Cannot boot kernel with SMP enabled
-
Hi guys,
I can't boot the kernel (pfSense 2.4.5-p1) with SMP enabled on the following hardware:
- Zotac H67 wifi
- Intel i5 2500k
It seems to be an issue specifically isolated to FreeBSD and its handling of SMP in relation to my motherboard. I've updated the BIOS to the latest revision. If the number of Active Cores exceeds 1, the kernel will not boot.
panic: AP# 1 (PHY# 2) failed!
or
panic: AP#2 (PHY# 4) failed!
However, with only 1 core active pfSense will install & operate as intended with zero problems.

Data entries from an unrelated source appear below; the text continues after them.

//! Bulk import of audit entries from JSON Lines.
//!
//! Each line holds one entry as exported from the document
//! database's audit collection:
//!
//! ```json
//! {"collection": "flights", "docId": "f1", "action": "update",
//!  "doc": {"name": "N1"}, "createdAt": {"$date": 1710237600000}, "userId": "u1"}
//! ```
//!
//! The import runs in a single transaction. A malformed or blank line aborts
//! it and nothing is written. Lines already present in the log are skipped, so
//! importing the same file twice is harmless.

use std::io::{BufRead, ErrorKind};

use chrono::{DateTime, Utc};
use serde::Deserialize;
use serde_jsonlines::JsonLinesReader;
use tracing::{debug, info};

use crate::audit::{Action, AuditEntry};
use crate::error::{Error, Result};
use crate::value::Value;

use super::Storage;

/// One line of an import file.
#[derive(Debug, Clone, Deserialize)]
#[serde(rename_all = "camelCase")]
pub struct ImportRecord {
    /// Collection the document lives in.
    pub collection: String,
    /// Identifier of the document.
    pub doc_id: String,
    /// `insert`, `update` or `remove`.
    pub action: String,
    /// Document state after the write.
    #[serde(default)]
    pub doc: Option<serde_json::Value>,
    /// RFC 3339 string or `{"$date": millis}`.
    pub created_at: serde_json::Value,
    /// Who performed the write.
    #[serde(default)]
    pub user_id: Option<String>,
}

impl ImportRecord {
    /// Convert the record into an audit entry.
    ///
    /// A document sent with a remove is dropped, and a null document counts as
    /// missing.
    ///
    /// # Errors
    ///
    /// Returns an error if the action or timestamp cannot be understood.
    pub fn into_entry(self) -> Result<AuditEntry> {
        let action: Action = self.action.parse()?;
        let created_at = parse_created_at(&self.created_at)?;

        let snapshot = match action {
            Action::Remove => None,
            Action::Insert | Action::Update => self
                .doc
                .filter(|doc| !doc.is_null())
                .map(Value::from),
        };

        let mut entry = AuditEntry::new(self.collection, self.doc_id, action, snapshot).at(created_at);
        entry.actor_id = self.user_id.filter(|id| !id.is_empty());
        Ok(entry)
    }
}

/// Outcome of an import.
#[derive(Debug, Clone, Copy, Default, PartialEq, Eq)]
pub struct ImportSummary {
    /// Entries newly written.
    pub imported: usize,
    /// Entries already present and skipped.
    pub skipped: usize,
}

/// Parse a `createdAt` value into a UTC timestamp.
fn parse_created_at(raw: &serde_json::Value) -> Result<DateTime<Utc>> {
    match Value::from(raw.clone()) {
        Value::Date(at) => Ok(at),
        Value::String(text) => DateTime::parse_from_rfc3339(&text)
            .map(|dt| dt.with_timezone(&Utc))
            .map_err(|e| Error::invalid_timestamp(text, e.to_string())),
        other => Err(Error::invalid_timestamp(
            raw.to_string(),
            format!(
                "expected an RFC 3339 string or {{\"$date\": millis}}, got {}",
                other.type_name()
            ),
        )),
    }
}

impl Storage {
    /// Import audit entries from a JSON Lines reader.
    ///
    /// # Errors
    ///
    /// Returns an error naming the line number if a line cannot be read,
    /// parsed or validated, or if the database operation fails. No entries
    /// are written in that case.
    pub fn import_jsonl(&self, reader: impl BufRead) -> Result<ImportSummary> {
        let tx = self.conn.unchecked_transaction()?;
        let mut summary = ImportSummary::default();

        let records = JsonLinesReader::new(reader).read_all::<ImportRecord>();
        for (index, record) in records.enumerate() {
            let line_no = index + 1;
            let record = record.map_err(|e| match e.kind() {
                ErrorKind::InvalidData | ErrorKind::UnexpectedEof => {
                    Error::invalid_entry(format!("line {line_no}: {e}"))
                }
                _ => Error::Io(e),
            })?;
            let entry = record
                .into_entry()
                .and_then(|entry| entry.validate().map(|()| entry))
                .map_err(|e| Error::invalid_entry(format!("line {line_no}: {e}")))?;

            match self.append(&entry)? {
                Some(_) => summary.imported += 1,
                None => summary.skipped += 1,
            }
        }

        tx.commit()?;
        debug!(?summary, "Import finished");
        info!(
            "Imported {} audit entries ({} already present)",
            summary.imported, summary.skipped
        );
        Ok(summary)
    }
}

I've tried almost literally every BIOS option I can think of, one by one. Disabling ACPI does not resolve the issue,
set hint.acpi.0.disabled=1
With the kernel stating
local APIC required
Booting from UEFI mem-stick yields even less joy:
In an effort to troubleshoot I've been trying to get standard FreeBSD 12.x to boot with all four cores active, but to no avail. DragonflyBSD however boots perfectly with all cores enabled. I note they have done extensive re-writing of FreeBSD code with SMP in mind, and it seems to work beautifully. I wonder if pfSense will one day shift to DragonflyBSD,?

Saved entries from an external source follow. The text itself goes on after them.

//! Schema versioning for the audit log database.
//!
//! The version lives in the `metadata` table. Each step above the base
//! schema is a numbered migration run once, in order.

use rusqlite::Connection;

use crate::error::{Error, Result};

use super::schema::SCHEMA_STATEMENTS;

/// The current schema version.
pub const CURRENT_VERSION: i32 = 2;

/// Key used to store the schema version in the metadata table.
const VERSION_KEY: &str = "schema_version";

/// Initialize the database schema.
///
/// Creates all tables and indexes if they don't exist, then runs any
/// pending migrations to bring the schema up to the current version.
///
/// # Errors
///
/// Returns an error if schema creation or migration fails.
pub fn initialize_schema(conn: &Connection) -> Result<()> {
    for statement in SCHEMA_STATEMENTS {
        conn.execute(statement, [])?;
    }

    let version = get_schema_version(conn)?;
    if version < CURRENT_VERSION {
        run_migrations(conn, version)?;
    }

    Ok(())
}

/// Get the current schema version from the database.
///
/// Returns 0 if no version is set (fresh database).
fn get_schema_version(conn: &Connection) -> Result<i32> {
    let result: std::result::Result<String, rusqlite::Error> = conn.query_row(
        "SELECT value FROM metadata WHERE key = ?1",
        [VERSION_KEY],
        |row| row.get(0),
    );

    match result {
        Ok(value) => value.parse().map_err(|_| Error::DatabaseMigration {
            message: format!("invalid schema version: {value}"),
        }),
        Err(rusqlite::Error::QueryReturnedNoRows) => Ok(0),
        Err(e) => Err(e.into()),
    }
}

/// Set the schema version in the database.
fn set_schema_version(conn: &Connection, version: i32) -> Result<()> {
    conn.execute(
        "INSERT OR REPLACE INTO metadata (key, value) VALUES (?1, ?2)",
        (VERSION_KEY, version.to_string()),
    )?;
    Ok(())
}

/// Run migrations from the given version to the current version.
fn run_migrations(conn: &Connection, from_version: i32) -> Result<()> {
    let mut current = from_version;

    while current < CURRENT_VERSION {
        current += 1;
        run_migration(conn, current)?;
    }

    set_schema_version(conn, CURRENT_VERSION)?;
    Ok(())
}

/// Run a specific migration version.
fn run_migration(conn: &Connection, version: i32) -> Result<()> {
    match version {
        1 => migrate_v1(conn),
        2 => migrate_v2(conn),
        _ => Err(Error::DatabaseMigration {
            message: format!("unknown migration version: {version}"),
        }),
    }
}

/// Migration to version 1: the base schema from `SCHEMA_STATEMENTS`.
fn migrate_v1(conn: &Connection) -> Result<()> {
    set_schema_version(conn, 1)
}

/// Migration to version 2: display labels for actor ids.
fn migrate_v2(conn: &Connection) -> Result<()> {
    conn.execute_batch(
        r"
        CREATE TABLE IF NOT EXISTS actors (
            id TEXT PRIMARY KEY,
            label TEXT NOT NULL
        );
        ",
    )
    .map_err(|e| Error::DatabaseMigration {
        message: format!("creating actors table: {e}"),
    })?;
    set_schema_version(conn, 2)
}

With that in mind though, I tracked down the following article which suggests that interrupts could be the issue:
https://neilpa.me/2019-01-02-freebsd-uhk-panic/
I believe this could be a potential root cause of my problem too. I am not experienced enough to know how to compile pfSense source from the github repo, with my patch to the FreeBSD source also there. Is that a viable option? I'd certainly like to try, if anyone is able to guide me through the process and suggest appropriate software to compile with. Preferably through Windows, or Linux (I have more powerful machines running these), or via FreeBSD/similar on the machine itself if required. I know pfSense itself does not have compiling utilities/code included for good reason.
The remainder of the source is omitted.